Jakarta, Gribnews.id – Dalam esainya, Maimun (Staf Pengajar IAIN Raden Intan Lampung) menyatakan bahwa eksistensi perempuan dalam konteks kepemimpinan strategis di berbagai lini kehidupan, termasuk pemerintahan, telah menjadi isu kontroversial di kalangan ulama klasik dan kontemporer.
Sebagian ulama memperbolehkan perempuan memegang jabatan strategis, sementara yang lain tidak. Kedua pandangan ini didukung oleh argumentasi masing-masing.
Namun, jika dianalisis secara metodologis (ushul fiqh) dan kontekstual, pandangan yang membolehkan perempuan menjadi pemimpin tampak lebih logis dan rasional, mempertimbangkan aspek maslahat dan mafsadat yang ditimbulkannya.
Memasuki era modernisasi, isu tentang kepemimpinan perempuan, khususnya di Indonesia yang mayoritas penduduknya beragama Islam, masih menjadi perdebatan.
Isu ini sering dimanfaatkan dalam dinamika politik, terutama selama pilkada, dan menjadi pendorong tuntutan kesetaraan gender oleh kaum perempuan di tengah dominasi kepemimpinan laki-laki.
Perempuan terus memperjuangkan perlawanan terhadap ketidakadilan gender dalam arena kepemimpinan sosial dan politik, demi terciptanya demokrasi yang berkeadilan.
Dalam hadis yang diriwayatkan oleh Abu Bakrah, mayoritas ulama klasik dan sebagian ulama kontemporer berpendapat bahwa perempuan tidak diperbolehkan menjadi pemimpin negara.
Sebelum era modern, pandangan ini dipegang mayoritas ulama.
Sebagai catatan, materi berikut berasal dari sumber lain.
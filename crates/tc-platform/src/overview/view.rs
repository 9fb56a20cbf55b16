//! Overview read model
//!
//! One flat record per user combining the user, culture and preference
//! rows. Every field is present: missing values become `""`, `0`, `false`,
//! `[]` or an all-false group.

use serde::Serialize;
use utoipa::ToSchema;

use crate::profile::entity::{
    CareerTrack, CompanySizePreferences, Culture, Importance, Motivation, Preference, WorkingEnvironment,
};
use crate::user::entity::{PrivacyMode, User};

#[derive(Debug, Clone, PartialEq, Serialize, ToSchema)]
pub struct OverviewView {
    pub user_id: String,
    pub phone_number: String,
    pub email: String,
    pub full_name: String,
    pub current_company: String,
    pub cv: String,
    pub is_community_owner: bool,
    pub city: String,
    pub current_role: String,
    pub years_of_experience: u32,
    pub student_or_new_graduate: bool,
    pub currently_employed: bool,
    pub linkedin_profile: String,
    pub term_and_conditions: bool,
    pub privacy_mode: PrivacyMode,
    pub user_name: String,
    pub profile_pic: String,

    pub description: String,
    pub motivation: Motivation,
    pub career_track_next_five_years: CareerTrack,
    pub working_environment: WorkingEnvironment,
    pub remote_working_policy: Importance,
    pub quiet_office: Importance,
    pub interested_markets: Vec<String>,
    pub not_interested_markets: Vec<String>,
    pub interested_technologies: Vec<String>,
    pub not_interested_technologies: Vec<String>,

    pub where_in_job_search: String,
    pub sponsorship_requirement_to_work_in_us: bool,
    pub legally_to_work_in_us: bool,
    pub job_type: String,
    pub preferred_locations: Vec<String>,
    pub open_to_work_remotely: bool,
    pub desired_salary_currency: String,
    pub desired_salary_amount: f64,
    pub company_size_preferences: CompanySizePreferences,
}

impl OverviewView {
    pub fn compose(user: User, culture: Option<Culture>, preference: Option<Preference>) -> Self {
        let c = culture.unwrap_or_default();
        let p = preference.unwrap_or_default();

        Self {
            user_id: user.id,
            phone_number: user.phone_number.unwrap_or_default(),
            email: user.email,
            full_name: user.full_name,
            current_company: user.current_company.unwrap_or_default(),
            cv: user.cv.unwrap_or_default(),
            is_community_owner: user.is_community_owner,
            city: user.city.unwrap_or_default(),
            current_role: user.current_role.unwrap_or_default(),
            years_of_experience: user.years_of_experience.unwrap_or_default(),
            student_or_new_graduate: user.student_or_new_graduate.unwrap_or_default(),
            currently_employed: user.currently_employed.unwrap_or_default(),
            linkedin_profile: user.linkedin_profile.unwrap_or_default(),
            term_and_conditions: user.term_and_conditions,
            privacy_mode: user.privacy_mode,
            user_name: user.user_name.unwrap_or_default(),
            profile_pic: user.profile_pic.unwrap_or_default(),

            description: c.description.unwrap_or_default(),
            motivation: c.motivation.unwrap_or_default(),
            career_track_next_five_years: c.career_track_next_five_years.unwrap_or_default(),
            working_environment: c.working_environment.unwrap_or_default(),
            remote_working_policy: c.remote_working_policy.unwrap_or_default(),
            quiet_office: c.quiet_office.unwrap_or_default(),
            interested_markets: c.interested_markets.unwrap_or_default(),
            not_interested_markets: c.not_interested_markets.unwrap_or_default(),
            interested_technologies: c.interested_technologies.unwrap_or_default(),
            not_interested_technologies: c.not_interested_technologies.unwrap_or_default(),

            where_in_job_search: p.where_in_job_search.unwrap_or_default(),
            sponsorship_requirement_to_work_in_us: p.sponsorship_requirement_to_work_in_us.unwrap_or_default(),
            legally_to_work_in_us: p.legally_to_work_in_us.unwrap_or_default(),
            job_type: p.job_type.unwrap_or_default(),
            preferred_locations: p.preferred_locations.unwrap_or_default(),
            open_to_work_remotely: p.open_to_work_remotely.unwrap_or_default(),
            desired_salary_currency: p.desired_salary_currency.unwrap_or_default(),
            desired_salary_amount: p.desired_salary_amount.unwrap_or_default(),
            company_size_preferences: p.company_size_preferences.unwrap_or_default(),
        }
    }
}

#[cfg(test)]
mod tests {
    use super::*;

    #[test]
    fn test_zero_filled_json_shape() {
        let view = OverviewView::compose(User::new("z@x.com", "h", "Zed"), None, None);
        let json = serde_json::to_value(&view).unwrap();

        assert_eq!(json["privacy_mode"], "public");
        assert_eq!(json["years_of_experience"], 0);
        assert_eq!(json["interested_markets"], serde_json::json!([]));
        assert_eq!(json["company_size_preferences"]["massive"]["ideal"], false);
        assert_eq!(json["quiet_office"]["not_important"], false);
        assert!(json.get("password_hash").is_none());
    }

    #[test]
    fn test_culture_fields_come_from_culture() {
        let culture = Culture {
            interested_markets: Some(vec!["climate".to_string()]),
            ..Culture::default()
        };
        let view = OverviewView::compose(User::new("z@x.com", "h", "Zed"), Some(culture), None);
        assert_eq!(view.interested_markets, vec!["climate".to_string()]);
    }
}
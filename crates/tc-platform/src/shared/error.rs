//! Platform Error Types

use thiserror::Error;
use axum::{
    http::StatusCode,
    response::{IntoResponse, Response, Json},
};
use mongodb::error::{ErrorKind as MongoErrorKind, WriteFailure, RETRYABLE_WRITE_ERROR, TRANSIENT_TRANSACTION_ERROR};
use serde::Serialize;
use tracing::{error, warn};
use utoipa::ToSchema;

/// MongoDB server code for a unique index violation
const DUPLICATE_KEY_CODE: i32 = 11000;

#[derive(Error, Debug)]
pub enum PlatformError {
    #[error("Entity not found: {entity_type} with id {id}")]
    NotFound { entity_type: String, id: String },

    #[error("Duplicate entity: {entity_type} with {field}={value}")]
    Duplicate { entity_type: String, field: String, value: String },

    #[error("Validation error: {message}")]
    Validation { message: String },

    #[error("Authorization error: {message}")]
    Unauthorized { message: String },

    #[error("Forbidden: {message}")]
    Forbidden { message: String },

    #[error("Invalid credentials")]
    InvalidCredentials,

    #[error("Token expired")]
    TokenExpired,

    #[error("Invalid token: {message}")]
    InvalidToken { message: String },

    #[error("Service unavailable: {message}")]
    Unavailable { message: String },

    #[error("Database error: {0}")]
    Database(mongodb::error::Error),

    #[error("Serialization error: {0}")]
    Serialization(#[from] bson::ser::Error),

    #[error("Deserialization error: {0}")]
    Deserialization(#[from] bson::de::Error),

    #[error("Internal error: {message}")]
    Internal { message: String },
}

/// Failure classes callers can act on
#[derive(Debug, Clone, Copy, PartialEq, Eq)]
pub enum ErrorKind {
    Conflict,
    NotFound,
    Forbidden,
    Unauthenticated,
    BadRequest,
    /// Transient; the caller may retry
    Unavailable,
    Internal,
}

impl ErrorKind {
    pub fn status(&self) -> StatusCode {
        match self {
            ErrorKind::Conflict => StatusCode::CONFLICT,
            ErrorKind::NotFound => StatusCode::NOT_FOUND,
            ErrorKind::Forbidden => StatusCode::FORBIDDEN,
            ErrorKind::Unauthenticated => StatusCode::UNAUTHORIZED,
            ErrorKind::BadRequest => StatusCode::BAD_REQUEST,
            ErrorKind::Unavailable => StatusCode::SERVICE_UNAVAILABLE,
            ErrorKind::Internal => StatusCode::INTERNAL_SERVER_ERROR,
        }
    }

    pub fn as_str(&self) -> &'static str {
        match self {
            ErrorKind::Conflict => "conflict",
            ErrorKind::NotFound => "not_found",
            ErrorKind::Forbidden => "forbidden",
            ErrorKind::Unauthenticated => "unauthenticated",
            ErrorKind::BadRequest => "bad_request",
            ErrorKind::Unavailable => "unavailable",
            ErrorKind::Internal => "internal",
        }
    }
}

impl PlatformError {
    pub fn not_found(entity_type: impl Into<String>, id: impl Into<String>) -> Self {
        Self::NotFound {
            entity_type: entity_type.into(),
            id: id.into(),
        }
    }

    pub fn duplicate(entity_type: impl Into<String>, field: impl Into<String>, value: impl Into<String>) -> Self {
        Self::Duplicate {
            entity_type: entity_type.into(),
            field: field.into(),
            value: value.into(),
        }
    }

    pub fn validation(message: impl Into<String>) -> Self {
        Self::Validation { message: message.into() }
    }

    pub fn unauthorized(message: impl Into<String>) -> Self {
        Self::Unauthorized { message: message.into() }
    }

    pub fn forbidden(message: impl Into<String>) -> Self {
        Self::Forbidden { message: message.into() }
    }

    pub fn unavailable(message: impl Into<String>) -> Self {
        Self::Unavailable { message: message.into() }
    }

    pub fn internal(message: impl Into<String>) -> Self {
        Self::Internal { message: message.into() }
    }

    pub fn kind(&self) -> ErrorKind {
        match self {
            PlatformError::NotFound { .. } => ErrorKind::NotFound,
            PlatformError::Duplicate { .. } => ErrorKind::Conflict,
            PlatformError::Validation { .. } => ErrorKind::BadRequest,
            PlatformError::Unauthorized { .. }
            | PlatformError::InvalidCredentials
            | PlatformError::TokenExpired
            | PlatformError::InvalidToken { .. } => ErrorKind::Unauthenticated,
            PlatformError::Forbidden { .. } => ErrorKind::Forbidden,
            PlatformError::Unavailable { .. } => ErrorKind::Unavailable,
            PlatformError::Database(_)
            | PlatformError::Serialization(_)
            | PlatformError::Deserialization(_)
            | PlatformError::Internal { .. } => ErrorKind::Internal,
        }
    }

    /// Record a failed operation with its identifying key before it is returned
    pub fn log(&self, operation: &'static str, key: &str) {
        let kind = self.kind().as_str();
        match self.kind() {
            ErrorKind::Internal => error!(operation, key, kind, error = %self, "Operation failed"),
            ErrorKind::Unavailable => warn!(operation, key, kind, error = %self, "Operation failed, store unavailable"),
            _ => warn!(operation, key, kind, error = %self, "Operation rejected"),
        }
    }

    /// Classify an error from a write against uniquely indexed fields.
    ///
    /// `keys` lists the unique indexes the write can violate; the one named in
    /// the server message wins, otherwise the first is reported.
    pub fn from_write(err: mongodb::error::Error, entity_type: &str, keys: &[UniqueKey<'_>]) -> Self {
        if let Some(message) = duplicate_key_message(&err) {
            let key = keys
                .iter()
                .find(|k| message.contains(k.index))
                .or_else(|| keys.first());
            return match key {
                Some(k) => Self::duplicate(entity_type, k.field, k.value),
                None => Self::duplicate(entity_type, "unique", message),
            };
        }
        err.into()
    }
}

/// One unique index a write may collide with
#[derive(Debug, Clone, Copy)]
pub struct UniqueKey<'a> {
    pub index: &'a str,
    pub field: &'a str,
    pub value: &'a str,
}

/// Returns the server message when the error is a duplicate key violation.
/// Inserts report it as a write error, findAndModify as a command error.
pub fn duplicate_key_message(error: &mongodb::error::Error) -> Option<&str> {
    match error.kind.as_ref() {
        MongoErrorKind::Write(WriteFailure::WriteError(write_error)) if write_error.code == DUPLICATE_KEY_CODE => {
            Some(write_error.message.as_str())
        }
        MongoErrorKind::Command(command_error) if command_error.code == DUPLICATE_KEY_CODE => {
            Some(command_error.message.as_str())
        }
        _ => None,
    }
}

pub fn is_duplicate_key_error(error: &mongodb::error::Error) -> bool {
    duplicate_key_message(error).is_some()
}

/// Network, pool and server-selection failures, plus anything the driver labels retryable
pub fn is_transient(error: &mongodb::error::Error) -> bool {
    if error.contains_label(RETRYABLE_WRITE_ERROR) || error.contains_label(TRANSIENT_TRANSACTION_ERROR) {
        return true;
    }
    matches!(
        error.kind.as_ref(),
        MongoErrorKind::Io(_)
            | MongoErrorKind::ServerSelection { .. }
            | MongoErrorKind::ConnectionPoolCleared { .. }
    )
}

impl From<mongodb::error::Error> for PlatformError {
    fn from(err: mongodb::error::Error) -> Self {
        if is_transient(&err) {
            PlatformError::Unavailable { message: err.to_string() }
        } else {
            PlatformError::Database(err)
        }
    }
}

pub type Result<T> = std::result::Result<T, PlatformError>;

/// Error response body
#[derive(Debug, Serialize, ToSchema)]
#[serde(rename_all = "camelCase")]
pub struct ErrorResponse {
    pub http_status_equivalent: u16,
    pub error: String,
    pub message: String,
}

impl IntoResponse for PlatformError {
    fn into_response(self) -> Response {
        let kind = self.kind();
        let status = kind.status();

        // Store internals stay in the logs
        let message = match &self {
            PlatformError::Database(_)
            | PlatformError::Serialization(_)
            | PlatformError::Deserialization(_) => "Internal error".to_string(),
            PlatformError::Unavailable { .. } => "Service temporarily unavailable, retry later".to_string(),
            _ => self.to_string(),
        };

        let body = ErrorResponse {
            http_status_equivalent: status.as_u16(),
            error: kind.as_str().to_ascii_uppercase(),
            message,
        };

        (status, Json(body)).into_response()
    }
}

#[cfg(test)]
mod tests {
    use super::*;

    #[test]
    fn test_status_mapping() {
        assert_eq!(PlatformError::duplicate("User", "email", "a@x.com").kind().status(), StatusCode::CONFLICT);
        assert_eq!(PlatformError::not_found("User", "1").kind().status(), StatusCode::NOT_FOUND);
        assert_eq!(PlatformError::forbidden("no").kind().status(), StatusCode::FORBIDDEN);
        assert_eq!(PlatformError::InvalidCredentials.kind().status(), StatusCode::UNAUTHORIZED);
        assert_eq!(PlatformError::TokenExpired.kind().status(), StatusCode::UNAUTHORIZED);
        assert_eq!(PlatformError::validation("bad").kind().status(), StatusCode::BAD_REQUEST);
        assert_eq!(PlatformError::unavailable("down").kind().status(), StatusCode::SERVICE_UNAVAILABLE);
        assert_eq!(PlatformError::internal("boom").kind().status(), StatusCode::INTERNAL_SERVER_ERROR);
    }

    #[test]
    fn test_into_response_status() {
        let response = PlatformError::duplicate("Follow", "parent_user_id,follower_id", "a/b").into_response();
        assert_eq!(response.status(), StatusCode::CONFLICT);

        let response = PlatformError::unavailable("timed out").into_response();
        assert_eq!(response.status(), StatusCode::SERVICE_UNAVAILABLE);
    }

    #[test]
    fn test_io_error_is_transient() {
        let io = std::io::Error::new(std::io::ErrorKind::ConnectionReset, "reset");
        let err = mongodb::error::Error::from(io);
        assert!(is_transient(&err));
        assert!(!is_duplicate_key_error(&err));
        assert_eq!(PlatformError::from(err).kind(), ErrorKind::Unavailable);
    }
}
Namun, memasuki era globalisasi yang ditandai dengan perkembangan teknologi dan media, cara pandang terhadap kepemimpinan perempuan mulai bergeser.
Di beberapa negara yang menganut sistem demokrasi, termasuk dalam nilai-nilai keislaman, pandangan ini mulai berubah.
Dua Perspektif Kepemimpinan Perempuan
Pertama, dari sudut pandang kelompok yang menolak perempuan menjadi pemimpin, mereka merujuk pada QS. An-Nisa ayat 34 yang menegaskan bahwa laki-laki adalah pemimpin bagi perempuan.
Ayat ini sering digunakan sebagai alasan untuk menolak kepemimpinan perempuan, yang juga tercermin dalam berbagai ritual Islam seperti perwalian pernikahan, imam salat, dan kehidupan rumah tangga. Dalil ini kemudian dijadikan dasar bagi mereka yang menentang kepemimpinan perempuan.